START Input data

// SPDX-FileCopyrightText: 2026 wikictl Contributors
// SPDX-License-Identifier: MIT OR Apache-2.0

//! The credential store: CRUD over encrypted instance records.
//!
//! A [`CredentialStore`] starts uninitialized. [`CredentialStore::initialize`]
//! creates or loads the document and derives the key; every other operation
//! fails with [`WikictlError::NotInitialized`] until then, and again after
//! [`CredentialStore::reset_config`].
//!
//! Mutations work on a copy of the document, persist it, and only then swap
//! it in, so a failed write leaves both disk and memory unchanged.

use std::path::{Path, PathBuf};

use secrecy::{ExposeSecret, SecretString};
use tracing::{debug, info, warn};
use wikictl_config::KdfConfig;
use wikictl_core::{InstanceInfo, InstanceUpdate, WikiInstance, WikictlError};
use zeroize::Zeroizing;

use crate::crypto::{self, SealedValue};
use crate::document::{EncryptedDocument, EncryptedInstanceRecord, Preferences};
use crate::kdf::{self, KEY_LEN, KdfParams, PasswordSource};

/// Handle to one on-disk store. Construct once and pass it to callers.
pub struct CredentialStore {
    path: PathBuf,
    state: Option<LoadedStore>,
}

struct LoadedStore {
    document: EncryptedDocument,
    /// Derived key -- only in memory, never on disk.
    key: Zeroizing<[u8; KEY_LEN]>,
}

impl std::fmt::Debug for CredentialStore {
    fn fmt(&self, f: &mut std::fmt::Formatter<'_>) -> std::fmt::Result {
        f.debug_struct("CredentialStore")
            .field("path", &self.path)
            .field("initialized", &self.state.is_some())
            .field("key", &"[REDACTED]")
            .finish()
    }
}

/// Outcome of decrypting one record during [`CredentialStore::verify_all`].
#[derive(Debug)]
pub struct InstanceCheck {
    pub id: String,
    pub result: Result<(), WikictlError>,
}

impl CredentialStore {
    /// An uninitialized handle for the store file at `path`. Touches nothing on disk.
    pub fn open(path: impl Into<PathBuf>) -> Self {
        Self {
            path: path.into(),
            state: None,
        }
    }

    pub fn path(&self) -> &Path {
        &self.path
    }

    pub fn has_config_file(&self) -> bool {
        self.path.is_file()
    }

    pub fn is_initialized(&self) -> bool {
        self.state.is_some()
    }

    /// Load the store (or create it on first run) and derive the key.
    ///
    /// Safe to call repeatedly: each call re-reads the file and re-derives the
    /// key. `kdf` only applies to newly created stores; existing stores use
    /// the parameters recorded in their document.
    pub fn initialize(
        &mut self,
        password: &PasswordSource,
        kdf: &KdfConfig,
    ) -> Result<(), WikictlError> {
        if password.is_weak_default() {
            debug!("using machine-derived default store password");
        }
        let secret = password.resolve();

        let (document, key) = if self.has_config_file() {
            let document = EncryptedDocument::load(&self.path)?;
            let salt = document.salt_bytes()?;
            let key = kdf::derive_key(&secret, &salt, &document.kdf_params())?;
            (document, key)
        } else {
            let salt = kdf::generate_salt()?;
            let params = KdfParams::from(kdf);
            let key = kdf::derive_key(&secret, &salt, &params)?;
            let document = EncryptedDocument::new(&salt, params);
            document.persist(&self.path)?;
            info!(path = %self.path.display(), "credential store created");
            (document, key)
        };

        self.state = Some(LoadedStore { document, key });
        Ok(())
    }

    fn loaded(&self) -> Result<&LoadedStore, WikictlError> {
        self.state.as_ref().ok_or(WikictlError::NotInitialized)
    }

    /// Apply `change` to a copy of the document, persist it, then commit it in memory.
    fn mutate<T>(
        &mut self,
        change: impl FnOnce(&mut EncryptedDocument, &[u8; KEY_LEN]) -> Result<T, WikictlError>,
    ) -> Result<T, WikictlError> {
        let loaded = self.state.as_mut().ok_or(WikictlError::NotInitialized)?;
        let mut next = loaded.document.clone();
        let out = change(&mut next, &loaded.key)?;
        next.persist(&self.path)?;
        loaded.document = next;
        Ok(out)
    }

    /// Add a new instance, encrypting its key.
    pub fn add_instance(&mut self, instance: &WikiInstance) -> Result<(), WikictlError> {
        validate_id(&instance.id)?;
        validate_name(&instance.name)?;
        validate_url(&instance.url)?;
        validate_key(&instance.key)?;

        self.mutate(|document, key| {
            if document.find(&instance.id).is_some() {
                return Err(WikictlError::DuplicateInstance {
                    id: instance.id.clone(),
                });
            }
            let sealed = crypto::encrypt_string(key, instance.key.expose_secret())?;
            document.instances.push(EncryptedInstanceRecord {
                id: instance.id.clone(),
                name: instance.name.clone(),
                url: instance.url.clone(),
                encrypted_key: sealed.encrypted_field(),
                iv: sealed.nonce_field(),
            });
            Ok(())
        })?;

        debug!(id = %instance.id, "instance added");
        Ok(())
    }

    /// Apply the supplied fields to an existing instance.
    ///
    /// A new key is always sealed under a fresh nonce.
    pub fn update_instance(
        &mut self,
        id: &str,
        update: &InstanceUpdate,
    ) -> Result<(), WikictlError> {
        if let Some(name) = &update.name {
            validate_name(name)?;
        }
        if let Some(url) = &update.url {
            validate_url(url)?;
        }
        if let Some(key) = &update.key {
            validate_key(key)?;
        }

        self.mutate(|document, key| {
            let record = document
                .find_mut(id)
                .ok_or_else(|| WikictlError::InstanceNotFound { id: id.to_string() })?;
            if let Some(name) = &update.name {
                record.name = name.clone();
            }
            if let Some(url) = &update.url {
                record.url = url.clone();
            }
            if let Some(secret) = &update.key {
                let sealed = crypto::encrypt_string(key, secret.expose_secret())?;
                record.encrypted_key = sealed.encrypted_field();
                record.iv = sealed.nonce_field();
            }
            Ok(())
        })?;

        debug!(id = %id, "instance updated");
        Ok(())
    }

    pub fn remove_instance(&mut self, id: &str) -> Result<(), WikictlError> {
        self.mutate(|document, _| {
            let before = document.instances.len();
            document.instances.retain(|r| r.id != id);
            if document.instances.len() == before {
                return Err(WikictlError::InstanceNotFound { id: id.to_string() });
            }
            Ok(())
        })?;

        debug!(id = %id, "instance removed");
        Ok(())
    }

    /// Decrypt and return an instance, or `None` if the id is absent.
    pub fn get_instance(&self, id: &str) -> Result<Option<WikiInstance>, WikictlError> {
        let loaded = self.loaded()?;
        let Some(record) = loaded.document.find(id) else {
            return Ok(None);
        };
        let key = decrypt_record(&loaded.key, record)?;
        Ok(Some(WikiInstance {
            id: record.id.clone(),
            name: record.name.clone(),
            url: record.url.clone(),
            key: SecretString::from(key),
        }))
    }

    /// Non-secret projection of one instance. Never decrypts.
    pub fn get_instance_info(&self, id: &str) -> Result<Option<InstanceInfo>, WikictlError> {
        Ok(self.loaded()?.document.find(id).map(EncryptedInstanceRecord::info))
    }

    /// Non-secret projection of every instance, in insertion order. Never decrypts.
    pub fn get_all_instances(&self) -> Result<Vec<InstanceInfo>, WikictlError> {
        Ok(self
            .loaded()?
            .document
            .instances
            .iter()
            .map(EncryptedInstanceRecord::info)
            .collect())
    }

    pub fn get_instance_ids(&self) -> Result<Vec<String>, WikictlError> {
        Ok(self
            .loaded()?
            .document
            .instances
            .iter()
            .map(|r| r.id.clone())
            .collect())
    }

    pub fn instance_count(&self) -> Result<usize, WikictlError> {
        Ok(self.loaded()?.document.instances.len())
    }

    pub fn contains(&self, id: &str) -> Result<bool, WikictlError> {
        Ok(self.loaded()?.document.find(id).is_some())
    }

    /// Try to decrypt every record, reporting each outcome.
    pub fn verify_all(&self) -> Result<Vec<InstanceCheck>, WikictlError> {
        let loaded = self.loaded()?;
        Ok(loaded
            .document
            .instances
            .iter()
            .map(|record| InstanceCheck {
                id: record.id.clone(),
                result: decrypt_record(&loaded.key, record).map(|_| ()),
            })
            .collect())
    }

    /// Delete the store file and forget all in-memory state.
    pub fn reset_config(&mut self) -> Result<(), WikictlError> {
        if self.path.exists() {
            std::fs::remove_file(&self.path).map_err(WikictlError::storage)?;
            info!(path = %self.path.display(), "credential store deleted");
        } else {
            warn!(path = %self.path.display(), "reset requested but no store file exists");
        }
        self.state = None;
        Ok(())
    }

    pub fn get_default_theme(&self) -> Result<Option<String>, WikictlError> {
        Ok(self
            .loaded()?
            .document
            .preferences
            .as_ref()
            .and_then(|p| p.default_theme.clone()))
    }

    pub fn set_default_theme(&mut self, theme: &str) -> Result<(), WikictlError> {
        if theme.trim().is_empty() {
            return Err(WikictlError::MalformedInput(
                "theme name must not be empty".to_string(),
            ));
        }
        self.mutate(|document, _| {
            document
                .preferences
                .get_or_insert_with(Preferences::default)
                .default_theme = Some(theme.to_string());
            Ok(())
        })
    }
}

/// Decrypt one record's key, attaching the instance id to any failure.
fn decrypt_record(
    key: &[u8; KEY_LEN],
    record: &EncryptedInstanceRecord,
) -> Result<String, WikictlError> {
    let context = |detail: &str| WikictlError::DecryptionFailed {
        context: format!("instance `{}`: {detail}", record.id),
    };
    let sealed = SealedValue::from_fields(&record.encrypted_key, &record.iv).map_err(|e| {
        debug!(id = %record.id, error = %e, "stored ciphertext is malformed");
        context("stored ciphertext is malformed")
    })?;
    crypto::decrypt_string(key, &sealed)
        .map_err(|_| context("wrong password or corrupted data"))
}

fn validate_id(id: &str) -> Result<(), WikictlError> {
    if id.is_empty() {
        return Err(WikictlError::InvalidInstance("id must not be empty".into()));
    }
    if !id
        .chars()
        .all(|c| c.is_ascii_alphanumeric() || c == '-' || c == '_')
    {
        return Err(WikictlError::InvalidInstance(format!(
            "id `{id}` may only contain letters, digits, `-` and `_`"
        )));
    }
    Ok(())
}

fn validate_name(name: &str) -> Result<(), WikictlError> {
    if name.trim().is_empty() {
        return Err(WikictlError::InvalidInstance("name must not be empty".into()));
    }
    Ok(())
}

fn validate_url(raw: &str) -> Result<(), WikictlError> {
    let parsed = url::Url::parse(raw)
        .map_err(|e| WikictlError::InvalidInstance(format!("url `{raw}` is not valid: {e}")))?;
    if !matches!(parsed.scheme(), "http" | "https") {
        return Err(WikictlError::InvalidInstance(format!(
            "url `{raw}` must use http or https"
        )));
    }
    Ok(())
}

fn validate_key(key: &SecretString) -> Result<(), WikictlError> {
    if key.expose_secret().trim().is_empty() {
        return Err(WikictlError::InvalidInstance("API key must not be empty".into()));
    }
    Ok(())
}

END Input data

● Task objective:
In how many lines of the material does the word "https" appear? Respond with the number only.

● Expected output:
2